### TASK DIRECTIONS
Write out the full listing, matching it line for line.

DATA Start Marker

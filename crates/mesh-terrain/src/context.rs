//! Per-run diagnostics context.
//!
//! A [`MeshingContext`] is threaded by `&mut` through every pipeline stage.
//! Stages record notable events (warnings about degraded optional fields,
//! skipped steps, summary counts) here instead of writing to a shared log;
//! every event is mirrored to `tracing` as it is recorded, and the collected
//! events and stage timings are handed back to the caller in the run report.

use serde::Serialize;
use tracing::{info, warn};

use crate::tracing_ext::OperationTimer;

/// Pipeline stage identifiers.
#[derive(Debug, Clone, Copy, PartialEq, Eq, Hash, Serialize)]
#[serde(rename_all = "snake_case")]
pub enum Stage {
    /// Decoding and field scanning.
    Load,
    /// Ground / non-ground split.
    Classify,
    /// Planar cluster recovery from non-ground points.
    DetectPlanes,
    /// Grid binning and outlier smoothing.
    Resample,
    /// WLOP simplification.
    Simplify,
    /// Jet smoothing.
    Smooth,
    /// Delaunay triangulation.
    Triangulate,
    /// Mesh persistence.
    Write,
}

impl Stage {
    /// Stable lowercase name, used in logs and JSON output.
    pub fn as_str(&self) -> &'static str {
        match self {
            Stage::Load => "load",
            Stage::Classify => "classify",
            Stage::DetectPlanes => "detect_planes",
            Stage::Resample => "resample",
            Stage::Simplify => "simplify",
            Stage::Smooth => "smooth",
            Stage::Triangulate => "triangulate",
            Stage::Write => "write",
        }
    }
}

impl std::fmt::Display for Stage {
    fn fmt(&self, f: &mut std::fmt::Formatter<'_>) -> std::fmt::Result {
        f.write_str(self.as_str())
    }
}

/// Severity of a recorded event.
#[derive(Debug, Clone, Copy, PartialEq, Eq, Serialize)]
#[serde(rename_all = "snake_case")]
pub enum EventLevel {
    Info,
    Warning,
}

/// A single diagnostic event.
#[derive(Debug, Clone, PartialEq, Serialize)]
pub struct StageEvent {
    pub stage: Stage,
    pub level: EventLevel,
    pub message: String,
}

/// Wall-clock time spent in one stage.
#[derive(Debug, Clone, Copy, PartialEq, Serialize)]
pub struct StageTiming {
    pub stage: Stage,
    pub elapsed_ms: f64,
}

/// Diagnostics sink for one pipeline run.
#[derive(Debug, Default)]
pub struct MeshingContext {
    events: Vec<StageEvent>,
    timings: Vec<StageTiming>,
}

impl MeshingContext {
    /// Create an empty context.
    pub fn new() -> Self {
        Self::default()
    }

    /// Record an informational event.
    pub fn info(&mut self, stage: Stage, message: impl Into<String>) {
        let message = message.into();
        info!(target: "mesh_terrain::stage", stage = stage.as_str(), "{}", message);
        self.events.push(StageEvent {
            stage,
            level: EventLevel::Info,
            message,
        });
    }

    /// Record a warning. The run continues.
    pub fn warn(&mut self, stage: Stage, message: impl Into<String>) {
        let message = message.into();
        warn!(target: "mesh_terrain::stage", stage = stage.as_str(), "{}", message);
        self.events.push(StageEvent {
            stage,
            level: EventLevel::Warning,
            message,
        });
    }

    /// Run `f` as `stage`, recording how long it took.
    ///
    /// The timing is recorded whether or not `f` fails.
    pub fn timed<T>(&mut self, stage: Stage, f: impl FnOnce(&mut Self) -> T) -> T {
        let timer = OperationTimer::new(stage.as_str());
        let out = {
            let _entered = timer.span().enter();
            f(self)
        };
        self.timings.push(StageTiming {
            stage,
            elapsed_ms: timer.elapsed_ms(),
        });
        out
    }

    /// All events recorded so far, in order.
    pub fn events(&self) -> &[StageEvent] {
        &self.events
    }

    /// Only the warnings.
    pub fn warnings(&self) -> impl Iterator<Item = &StageEvent> {
        self.events
            .iter()
            .filter(|e| e.level == EventLevel::Warning)
    }

    /// Stage timings recorded so far.
    pub fn timings(&self) -> &[StageTiming] {
        &self.timings
    }

    /// Consume the context, returning events and timings.
    pub fn into_parts(self) -> (Vec<StageEvent>, Vec<StageTiming>) {
        (self.events, self.timings)
    }
}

DATA End Marker

### TASK OUTPUT
filename crates/mesh-terrain/src/context.rs
//! Per-run diagnostics context.
//!
//! A [`MeshingContext`] is threaded by `&mut` through every pipeline stage.
//! Stages record notable events (warnings about degraded optional fields,
//! skipped steps, summary counts) here instead of writing to a shared log;
//! every event is mirrored to `tracing` as it is recorded, and the collected
//! events and stage timings are handed back to the caller in the run report.

use serde::Serialize;
use tracing::{info, warn};

use crate::tracing_ext::OperationTimer;

/// Pipeline stage identifiers.
#[derive(Debug, Clone, Copy, PartialEq, Eq, Hash, Serialize)]
#[serde(rename_all = "snake_case")]
pub enum Stage {
    /// Decoding and field scanning.
    Load,
    /// Ground / non-ground split.
    Classify,
    /// Planar cluster recovery from non-ground points.
    DetectPlanes,
    /// Grid binning and outlier smoothing.
    Resample,
    /// WLOP simplification.
    Simplify,
    /// Jet smoothing.
    Smooth,
    /// Delaunay triangulation.
    Triangulate,
    /// Mesh persistence.
    Write,
}

impl Stage {
    /// Stable lowercase name, used in logs and JSON output.
    pub fn as_str(&self) -> &'static str {
        match self {
            Stage::Load => "load",
            Stage::Classify => "classify",
            Stage::DetectPlanes => "detect_planes",
            Stage::Resample => "resample",
            Stage::Simplify => "simplify",
            Stage::Smooth => "smooth",
            Stage::Triangulate => "triangulate",
            Stage::Write => "write",
        }
    }
}

impl std::fmt::Display for Stage {
    fn fmt(&self, f: &mut std::fmt::Formatter<'_>) -> std::fmt::Result {
        f.write_str(self.as_str())
    }
}

/// Severity of a recorded event.
#[derive(Debug, Clone, Copy, PartialEq, Eq, Serialize)]
#[serde(rename_all = "snake_case")]
pub enum EventLevel {
    Info,
    Warning,
}

/// A single diagnostic event.
#[derive(Debug, Clone, PartialEq, Serialize)]
pub struct StageEvent {
    pub stage: Stage,
    pub level: EventLevel,
    pub message: String,
}

/// Wall-clock time spent in one stage.
#[derive(Debug, Clone, Copy, PartialEq, Serialize)]
pub struct StageTiming {
    pub stage: Stage,
    pub elapsed_ms: f64,
}

/// Diagnostics sink for one pipeline run.
#[derive(Debug, Default)]
pub struct MeshingContext {
    events: Vec<StageEvent>,
    timings: Vec<StageTiming>,
}

impl MeshingContext {
    /// Create an empty context.
    pub fn new() -> Self {
        Self::default()
    }

    /// Record an informational event.
    pub fn info(&mut self, stage: Stage, message: impl Into<String>) {
        let message = message.into();
        info!(target: "mesh_terrain::stage", stage = stage.as_str(), "{}", message);
        self.events.push(StageEvent {
            stage,
            level: EventLevel::Info,
            message,
        });
    }

    /// Record a warning. The run continues.
    pub fn warn(&mut self, stage: Stage, message: impl Into<String>) {
        let message = message.into();
        warn!(target: "mesh_terrain::stage", stage = stage.as_str(), "{}", message);
        self.events.push(StageEvent {
            stage,
            level: EventLevel::Warning,
            message,
        });
    }

    /// Run `f` as `stage`, recording how long it took.
    ///
    /// The timing is recorded whether or not `f` fails.
    pub fn timed<T>(&mut self, stage: Stage, f: impl FnOnce(&mut Self) -> T) -> T {
        let timer = OperationTimer::new(stage.as_str());
        let out = {
            let _entered = timer.span().enter();
            f(self)
        };
        self.timings.push(StageTiming {
            stage,
            elapsed_ms: timer.elapsed_ms(),
        });
        out
    }

    /// All events recorded so far, in order.
    pub fn events(&self) -> &[StageEvent] {
        &self.events
    }

    /// Only the warnings.
    pub fn warnings(&self) -> impl Iterator<Item = &StageEvent> {
        self.events
            .iter()
            .filter(|e| e.level == EventLevel::Warning)
    }

    /// Stage timings recorded so far.
    pub fn timings(&self) -> &[StageTiming] {
        &self.timings
    }

    /// Consume the context, returning events and timings.
    pub fn into_parts(self) -> (Vec<StageEvent>, Vec<StageTiming>) {
        (self.events, self.timings)
    }
}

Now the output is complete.